# Secure Coding

## **Security Principles:**

* **Do Not Mix Code and Data:** Prevent injection attacks.
* **SD3:** Secure by Design, Default, Deployment.
* **Minimize Attack Surface:** Limit ports, services, privileges, and dynamic content.
* **Employ Secure Defaults:** Use safe settings as defaults.
* **Least Privilege and Separation of Privilege:** Ensure minimal access rights and separation of roles.
* **Plan for Failure:** Design systems to handle failures securely.
* **Fix Security Issues Correctly:** Address root causes, not just symptoms.
* **Learn from Mistakes:** Continuously improve security practices.

## Secure Design Principles

* **Economy of mechanism**:
  * Keep the design as simple and small as possible to reduce the chance of errors and vulnerabilities.
* **Fail-safe defaults**:
  * Base access decisions on permission rather than exclusion to ensure security by default.
* **Complete mediation**:
  * Every access to every object must be checked for authority at the time of access to prevent unauthorized actions.
* **Open design**:
  * The design and code should not be secret. The secrecy should be in the data, like passwords or cryptographic keys, to ensure transparency and trust.
* **Separation of privilege**:
  * Require multiple conditions to grant access, ensuring it’s safer if two parties need to agree on a decision rather than one alone.
* **Least privilege**:
  * Operate with the minimal set of powers necessary to complete a task, reducing potential damage from exploits.
* **Least common mechanism**:
  * Minimize the subsystems shared between or relied upon by mutually distrusting users to reduce security risks.
* **Psychological acceptability**:
  * Design security systems to be user-friendly to ensure they are used correctly and consistently.
* **Work factor**:
  * Compare the cost of circumventing the security mechanism with the resources of a potential attacker to ensure security measures are effective and efficient.
* **Compromise recording**:
  * Record that a compromise of information has occurred to detect breaches and respond appropriately.

## **Securing Workflow:**

**Principles:**

* **Least Privilege:** Grant only necessary permissions to users and processes.
* **Defense in Depth:** Employ multiple layers of security controls.
* **Background Checks:** Verify personnel handling sensitive data.
* **Physical Security:** Secure hardware and physical access to systems.

## **Building Securely:**

### **General Principles:**

* Build engineering as part of software development.
* Builds are iterative; the first build often fails.
* Projects should align with established build processes.

### **Security Tools:**

* **SAST (Static Application Security Testing):** Analyze source code for vulnerabilities.
* **DAST (Dynamic Application Security Testing):** Analyze running applications for vulnerabilities.
* **SCA (Software Composition Analysis):** Analyze open-source components for security and license compliance.

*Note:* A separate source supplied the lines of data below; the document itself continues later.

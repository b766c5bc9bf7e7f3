use anyhow::Result;
use clap::Parser;
use tracing_subscriber::EnvFilter;

use hubchat::prelude::*;

/// Resolve and execute one chat message against a GitHub MCP endpoint.
#[derive(Debug, Parser)]
#[command(name = "hubchat", version)]
struct Cli {
    /// The message to handle
    message: String,

    /// Tool-serving endpoint URL (overrides HUBCHAT_MCP_ENDPOINT)
    #[arg(long)]
    endpoint: Option<String>,

    /// Resolver strategy: pattern or model
    #[arg(long)]
    strategy: Option<ResolverStrategy>,

    /// GitHub token to act with, skipping the OAuth round trip
    /// (overrides GITHUB_TOKEN)
    #[arg(long)]
    token: Option<String>,
}

#[tokio::main]
async fn main() -> Result<()> {
    tracing_subscriber::fmt()
        .with_env_filter(EnvFilter::from_default_env())
        .init();

    let cli = Cli::parse();

    let mut config = Config::from_env();
    if let Some(endpoint) = cli.endpoint {
        config.mcp_endpoint = endpoint;
    }
    if let Some(strategy) = cli.strategy {
        config.strategy = strategy;
    }

    let credentials = CredentialStore::new();
    if let Some(token) = cli.token.or_else(|| std::env::var("GITHUB_TOKEN").ok()) {
        credentials
            .put("cli-user", CredentialRecord::new(token, "bearer", "repo"))
            .await;
    }

    let llm = match config.strategy {
        ResolverStrategy::Model => Some(LlmClientBuilder::new().build_openai()?),
        ResolverStrategy::Pattern => None,
    };

    let oauth = OauthFlow::new(config.oauth.clone())?;
    let agent = ChatAgent::new(config, credentials, oauth, llm);

    let reply = agent.handle("cli-user", &cli.message).await;
    if let Some(notice) = reply.notice {
        println!("{}", notice);
    }
    println!("{}", reply.text);

    Ok(())
}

### **Secret Management:**

* Avoid storing secrets in version control.
* Ensure secure handling of secrets in build logs.
* Use OAuth, Personal Access Tokens, or Certificates for third-party tool authentication.
* **SSO (Single Sign-On):** Uses SAML for secure, attribute-based authentication.

### **Dependency Security:**

* Regularly scan and update dependencies to mitigate vulnerabilities.

## **Secure Deployment:**

* **Immutable Server:** Servers that cannot be changed post-deployment.
* **Containerization:**
  * Use containers for isolated, consistent environments.
  * Containers share the host OS kernel; hybrid modes (e.g., Hyper-V Isolation) add security layers.
* **Deployment Tools:**
  * **Octopus Deploy:** Automates and secures deployment processes.

### **Making Security Observable:**

* **Insecurity through Obscurity:** Avoid hiding security issues; face and fix them.
* **Logging and Monitoring:** Use tools like ELK (Elastic Search, LogStash, Kibana) or Splunk for comprehensive logging and analysis.

**Common Insecure Coding Practices:**

* **Copy-Paste Code:** Avoid reusing insecure code.
* **Hardcoding Credentials:** Avoid storing sensitive information like passwords, API keys, database connection strings directly in code.
* **Trusting User Input:** Failing to validate or sanitize user input can lead to injection attacks.
* **Inadequate Authentication and Authorization:** Weak implementation of auth mechanisms.
* **Insecure Use of Cryptographic Functions:** Using outdated or weak cryptographic algorithms or improperly implementing cryptographic functions
* **Insecure Error Handling:** Revealing sensitive information in error messages or logs.
* **Insecure Session Management:** Using predictable session tokens, not invalidating sessions on logout, or not implementing session timeout mechanisms.
* **Misconfiguration of Security Headers**
* **Insecure Deserialization**
* **Failing to Apply Patches and Updates**
* **Trusting Insecure SSL Certificates:** Verify domain match, validity, and trustworthiness of certificates.